The security posture matters. Sensitive files (.env, private keys, credentials) are filtered before any diff reaches Bedrock. A secret pattern scanner aborts the review if anything looks like a credential. Output is scanned again on the way back to strip residual secrets and any GitLab quick-action commands. Bedrock was selected partly because it supports enterprise data-protection requirements appropriate for regulated environments.

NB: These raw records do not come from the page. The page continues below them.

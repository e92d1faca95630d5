use axum::{
    Json,
    extract::{Path, State},
    http::StatusCode,
};
use tracing::info;

use crate::db::leads::NewLead;
use crate::db::models::{LeadSource, Subscriber, SubscriberStatus};
use crate::db::subscribers::SubscriptionTokens;
use crate::error::CmsError;
use crate::middleware::rate_limit::{Bucket, ClientIp};
use crate::middleware::validated::ValidatedJson;
use crate::router::AppState;
use crate::service::mailer::deliver;
use crate::service::notifications::newsletter_confirmation;
use crate::service::tokens::random_token;
use crate::types::forms::{SubscribeInput, clean, normalize_email};
use crate::types::views::Notice;

fn fresh_tokens() -> SubscriptionTokens {
    SubscriptionTokens {
        confirm: random_token(),
        unsubscribe: random_token(),
    }
}

async fn send_confirmation(state: &AppState, subscriber: &Subscriber) {
    deliver(
        state.mailer.as_ref(),
        newsletter_confirmation(&state.config, subscriber),
        "newsletter confirmation",
    )
    .await;
}

/// POST /api/newsletter/subscribe
pub async fn subscribe(
    State(state): State<AppState>,
    ClientIp(ip): ClientIp,
    ValidatedJson(input): ValidatedJson<SubscribeInput>,
) -> Result<(StatusCode, Json<Notice>), CmsError> {
    state.limits.check(Bucket::Forms, ip)?;

    let email = normalize_email(&input.email);
    let name = clean(input.name);
    let subscribers = state.subscribers();

    let Some(existing) = subscribers.find_by_email(&email).await? else {
        let subscriber = subscribers
            .create(&email, name.as_deref(), &fresh_tokens())
            .await?;
        let lead_name = name.clone().unwrap_or_else(|| email.clone());
        state
            .leads()
            .create(NewLead::new(lead_name, email.clone(), LeadSource::Newsletter))
            .await?;
        info!(subscriber_id = subscriber.id, "newsletter subscription pending");
        send_confirmation(&state, &subscriber).await;
        return Ok((
            StatusCode::CREATED,
            Json(Notice::new("check your inbox to confirm the subscription")),
        ));
    };

    match existing.status {
        SubscriberStatus::Active => Ok((StatusCode::OK, Json(Notice::new("already subscribed")))),
        SubscriberStatus::Pending => {
            send_confirmation(&state, &existing).await;
            Ok((
                StatusCode::OK,
                Json(Notice::new("confirmation email sent again")),
            ))
        }
        SubscriberStatus::Unsubscribed => {
            let subscriber = subscribers
                .resubscribe(existing.id, name.as_deref(), &fresh_tokens())
                .await?;
            info!(subscriber_id = subscriber.id, "newsletter resubscription pending");
            send_confirmation(&state, &subscriber).await;
            Ok((
                StatusCode::OK,
                Json(Notice::new("check your inbox to confirm the subscription")),
            ))
        }
    }
}

/// GET /api/newsletter/confirm/{token}
pub async fn confirm(
    State(state): State<AppState>,
    Path(token): Path<String>,
) -> Result<Json<Notice>, CmsError> {
    let subscriber = state
        .subscribers()
        .confirm(&token)
        .await?
        .ok_or(CmsError::NotFound("subscription"))?;
    info!(subscriber_id = subscriber.id, "newsletter subscription confirmed");
    Ok(Json(Notice::new("subscription confirmed")))
}

/// GET /api/newsletter/unsubscribe/{token}
pub async fn unsubscribe(
    State(state): State<AppState>,
    Path(token): Path<String>,
) -> Result<Json<Notice>, CmsError> {
    let subscriber = state
        .subscribers()
        .unsubscribe(&token)
        .await?
        .ok_or(CmsError::NotFound("subscription"))?;
    info!(subscriber_id = subscriber.id, "newsletter unsubscribed");
    Ok(Json(Notice::new("unsubscribed")))
}
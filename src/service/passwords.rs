use crate::error::CmsError;
use crate::service::tokens::random_token;
use tokio::sync::OnceCell;

/// bcrypt is CPU bound; hashing runs on the blocking pool.
pub async fn hash_password(password: String, cost: u32) -> Result<String, CmsError> {
    tokio::task::spawn_blocking(move || bcrypt::hash(password, cost))
        .await
        .map_err(|e| CmsError::Internal(format!("password hashing aborted: {e}")))?
        .map_err(CmsError::from)
}

pub async fn verify_password(password: String, hash: String) -> Result<bool, CmsError> {
    tokio::task::spawn_blocking(move || bcrypt::verify(password, &hash))
        .await
        .map_err(|e| CmsError::Internal(format!("password check aborted: {e}")))?
        .map_err(CmsError::from)
}

/// Login password check that costs the same bcrypt work whether or not the
/// account exists. Unknown emails are verified against a decoy hash built
/// once at the configured cost.
pub struct LoginVerifier {
    cost: u32,
    decoy: OnceCell<String>,
}

impl LoginVerifier {
    pub fn new(cost: u32) -> Self {
        Self {
            cost,
            decoy: OnceCell::new(),
        }
    }

    /// `stored` is the account's hash, `None` for an unknown email.
    pub async fn verify(&self, password: String, stored: Option<String>) -> Result<bool, CmsError> {
        match stored {
            Some(hash) => verify_password(password, hash).await,
            None => {
                let decoy = self.decoy_hash().await?;
                verify_password(password, decoy).await?;
                Ok(false)
            }
        }
    }

    /// Build the decoy ahead of the first failed login.
    pub async fn prime(&self) -> Result<(), CmsError> {
        self.decoy_hash().await.map(drop)
    }

    async fn decoy_hash(&self) -> Result<String, CmsError> {
        let hash = self
            .decoy
            .get_or_try_init(|| hash_password(random_token(), self.cost))
            .await?;
        Ok(hash.clone())
    }
}
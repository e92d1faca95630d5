//! Bodies accepted by `/api/admin/*`.

use crate::db::models::{CommentStatus, LeadStatus, PublishStatus, ResourceKind, Role};
use crate::types::forms::{trimmed, trimmed_opt};
use serde::{Deserialize, Serialize};
use serde_json::Value;
use validator::Validate;

#[derive(Debug, Deserialize, Validate)]
pub struct PostInput {
    #[serde(deserialize_with = "trimmed")]
    #[validate(length(min = 1, max = 200))]
    pub title: String,
    #[serde(default, deserialize_with = "trimmed_opt")]
    #[validate(length(min = 1, max = 200))]
    pub slug: Option<String>,
    #[validate(length(max = 500))]
    pub excerpt: Option<String>,
    #[serde(deserialize_with = "trimmed")]
    #[validate(length(min = 1))]
    pub content: String,
    #[validate(length(max = 500))]
    pub cover_image: Option<String>,
    #[serde(default)]
    pub status: PublishStatus,
    pub category_id: Option<i64>,
    #[serde(default)]
    pub featured: bool,
    #[serde(default)]
    pub tag_ids: Vec<i64>,
}

/// Category or tag. `description` is ignored for tags.
#[derive(Debug, Deserialize, Validate)]
pub struct TermInput {
    #[serde(deserialize_with = "trimmed")]
    #[validate(length(min = 1, max = 100))]
    pub name: String,
    #[serde(default, deserialize_with = "trimmed_opt")]
    #[validate(length(min = 1, max = 100))]
    pub slug: Option<String>,
    #[validate(length(max = 500))]
    pub description: Option<String>,
}

#[derive(Debug, Deserialize)]
pub struct CommentStatusInput {
    pub status: CommentStatus,
}

#[derive(Debug, Deserialize)]
pub struct LeadStatusInput {
    pub status: LeadStatus,
}

#[derive(Debug, Deserialize, Validate)]
pub struct ServiceInput {
    #[serde(deserialize_with = "trimmed")]
    #[validate(length(min = 1, max = 200))]
    pub title: String,
    #[serde(default, deserialize_with = "trimmed_opt")]
    #[validate(length(min = 1, max = 200))]
    pub slug: Option<String>,
    #[serde(deserialize_with = "trimmed")]
    #[validate(length(min = 1, max = 500))]
    pub summary: String,
    #[serde(deserialize_with = "trimmed")]
    #[validate(length(min = 1))]
    pub description: String,
    #[validate(length(max = 100))]
    pub icon: Option<String>,
    #[serde(default)]
    pub features: Vec<String>,
    #[serde(default)]
    pub sort_order: i64,
    #[serde(default)]
    pub status: PublishStatus,
}

#[derive(Debug, Deserialize, Validate)]
pub struct ResourceInput {
    #[serde(deserialize_with = "trimmed")]
    #[validate(length(min = 1, max = 200))]
    pub title: String,
    #[serde(default, deserialize_with = "trimmed_opt")]
    #[validate(length(min = 1, max = 200))]
    pub slug: Option<String>,
    #[serde(deserialize_with = "trimmed")]
    #[validate(length(min = 1, max = 2000))]
    pub description: String,
    pub kind: ResourceKind,
    #[serde(deserialize_with = "trimmed")]
    #[validate(length(min = 1, max = 1000))]
    pub file_url: String,
    #[serde(default)]
    pub gated: bool,
    #[serde(default)]
    pub status: PublishStatus,
}

#[derive(Debug, Deserialize, Validate)]
pub struct CaseStudyInput {
    #[serde(deserialize_with = "trimmed")]
    #[validate(length(min = 1, max = 200))]
    pub title: String,
    #[serde(default, deserialize_with = "trimmed_opt")]
    #[validate(length(min = 1, max = 200))]
    pub slug: Option<String>,
    #[serde(deserialize_with = "trimmed")]
    #[validate(length(min = 1, max = 200))]
    pub client: String,
    #[serde(deserialize_with = "trimmed")]
    #[validate(length(min = 1, max = 100))]
    pub industry: String,
    #[serde(deserialize_with = "trimmed")]
    #[validate(length(min = 1, max = 1000))]
    pub summary: String,
    #[serde(deserialize_with = "trimmed")]
    #[validate(length(min = 1))]
    pub challenge: String,
    #[serde(deserialize_with = "trimmed")]
    #[validate(length(min = 1))]
    pub solution: String,
    #[serde(default)]
    pub results: Vec<String>,
    #[validate(length(max = 500))]
    pub cover_image: Option<String>,
    #[serde(default)]
    pub status: PublishStatus,
}

#[derive(Debug, Deserialize, Validate)]
pub struct TestimonialInput {
    #[serde(deserialize_with = "trimmed")]
    #[validate(length(min = 1, max = 200))]
    pub author_name: String,
    #[validate(length(max = 200))]
    pub author_title: Option<String>,
    #[validate(length(max = 200))]
    pub company: Option<String>,
    #[serde(deserialize_with = "trimmed")]
    #[validate(length(min = 1, max = 2000))]
    pub quote: String,
    #[validate(range(min = 1, max = 5))]
    #[serde(default = "default_rating")]
    pub rating: i64,
    #[serde(default)]
    pub featured: bool,
    #[serde(default)]
    pub status: PublishStatus,
    #[serde(default)]
    pub sort_order: i64,
}

fn default_rating() -> i64 {
    5
}

#[derive(Debug, Serialize, Deserialize, Validate)]
pub struct SettingInput {
    #[serde(deserialize_with = "trimmed")]
    #[validate(length(min = 1, max = 100))]
    pub key: String,
    pub value: Value,
    #[serde(default)]
    pub is_public: bool,
}

#[derive(Debug, Deserialize, Validate)]
pub struct SettingsBatch {
    #[validate(length(min = 1), nested)]
    pub settings: Vec<SettingInput>,
}

#[derive(Debug, Deserialize, Validate)]
pub struct NewUserInput {
    #[validate(email)]
    pub email: String,
    #[serde(deserialize_with = "trimmed")]
    #[validate(length(min = 1, max = 100))]
    pub name: String,
    #[validate(length(min = 8, max = 200))]
    pub password: String,
    pub role: Role,
}

#[derive(Debug, Deserialize, Validate)]
pub struct UserUpdateInput {
    #[serde(default, deserialize_with = "trimmed_opt")]
    #[validate(length(min = 1, max = 100))]
    pub name: Option<String>,
    pub role: Option<Role>,
    #[validate(length(min = 8, max = 200))]
    pub password: Option<String>,
}

#[derive(Debug, Deserialize, Validate)]
pub struct ChatReplyInput {
    #[serde(deserialize_with = "trimmed")]
    #[validate(length(min = 1, max = 4000))]
    pub body: String,
}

This is the kind of Claude API integration for code review implementation that organisations in regulated industries actually need: model-agnostic via Bedrock, authenticated via runner instance role rather than long-lived credentials, with cost guardrails (~$1 per pull request review) and structured findings that are easy to act on.
Leadership
Layer 2.5 — Tech Lead Workflows: Architecture, Review, and Standards
A common failure mode of AI adoption in engineering is that it creates more code, faster, with no corresponding uplift in review or architectural thinking. Whitefox treated this as a first-class risk and built tech lead workflows specifically around it.
Code review
Tech leads use Claude to review pull requests at depth — identifying risky changes, checking test coverage, spotting hidden coupling, challenging unnecessary complexity, comparing implementation against requirements, and improving readability. Claude helps tech leads review more deeply, not less responsibly. Padua's engineering practice already requires every code change to be reviewed by a Team Lead or Principal Engineer before it is merged; Claude makes that review more thorough rather than skipping it.
Architecture and ADRs
Padua maintains an Architecture Decision Record (ADR) practice: any significant architectural choice is captured in a written ADR, reviewed by the Team Lead, Principal Engineers, and at least one of the engineering leadership team. Claude is used heavily during ADR drafting — exploring options, comparing trade-offs, drafting the document, reviewing data flows, threat modelling, identifying operational risks, and stress-testing assumptions before any code is written.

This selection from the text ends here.